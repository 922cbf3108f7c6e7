//! Push channel endpoint.
//!
//! Protocol, all frames JSON text:
//! - client `{"type":"identify","userId":...}` registers the socket with the
//!   hub and is answered with `identified`
//! - client `{"type":"request_refresh"}` is answered with `refresh_meetings`
//! - server-initiated frames are `{"type":<event>,"data":<payload>}`, fed
//!   from the hub (e.g. `calendar_changed` after a webhook)

use axum::extract::ws::{Message, WebSocket, WebSocketUpgrade};
use axum::extract::State;
use axum::response::Response;
use chrono::Utc;
use serde::Deserialize;
use serde_json::json;
use tokio::sync::mpsc;
use tracing::{debug, warn};

use meetsync_domain::PushMessage;

use crate::context::SharedContext;

#[derive(Debug, Deserialize)]
#[serde(tag = "type", rename_all = "snake_case")]
enum ClientMessage {
    Identify {
        #[serde(rename = "userId")]
        user_id: String,
    },
    RequestRefresh,
}

/// `GET /ws`
pub async fn upgrade(State(ctx): State<SharedContext>, ws: WebSocketUpgrade) -> Response {
    ws.on_upgrade(move |socket| handle_socket(socket, ctx))
}

async fn handle_socket(mut socket: WebSocket, ctx: SharedContext) {
    let (tx, mut rx) = mpsc::unbounded_channel::<PushMessage>();
    let mut identity: Option<String> = None;

    loop {
        tokio::select! {
            incoming = socket.recv() => {
                let Some(Ok(message)) = incoming else { break };
                match message {
                    Message::Text(text) => {
                        match serde_json::from_str::<ClientMessage>(&text) {
                            Ok(ClientMessage::Identify { user_id }) => {
                                ctx.hub.register(&user_id, tx.clone());
                                let reply = json!({
                                    "type": "identified",
                                    "userId": user_id,
                                    "timestamp": Utc::now().to_rfc3339(),
                                });
                                identity = Some(user_id);
                                if send_json(&mut socket, &reply).await.is_err() {
                                    break;
                                }
                            }
                            Ok(ClientMessage::RequestRefresh) => {
                                let reply = json!({
                                    "type": "refresh_meetings",
                                    "timestamp": Utc::now().to_rfc3339(),
                                });
                                if send_json(&mut socket, &reply).await.is_err() {
                                    break;
                                }
                            }
                            Err(err) => {
                                debug!(error = %err, "unparseable client frame dropped");
                            }
                        }
                    }
                    Message::Close(_) => break,
                    // Ping/pong handled by axum, binary frames ignored.
                    _ => {}
                }
            }
            pushed = rx.recv() => {
                let Some(push) = pushed else { break };
                let frame = json!({ "type": push.event, "data": push.data });
                if send_json(&mut socket, &frame).await.is_err() {
                    warn!(user_id = ?identity, "push delivery failed, closing socket");
                    break;
                }
            }
        }
    }

    if let Some(user_id) = identity {
        ctx.hub.unregister(&user_id);
    }
}

async fn send_json(
    socket: &mut WebSocket,
    value: &serde_json::Value,
) -> Result<(), axum::Error> {
    socket.send(Message::Text(value.to_string().into())).await
}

----

▶ **ABOUT THIS EXERCISE**: State how many lines of the listing hold the string "Some"; reply with the number and nothing else.

▶ **TASK RESPONSE**: 4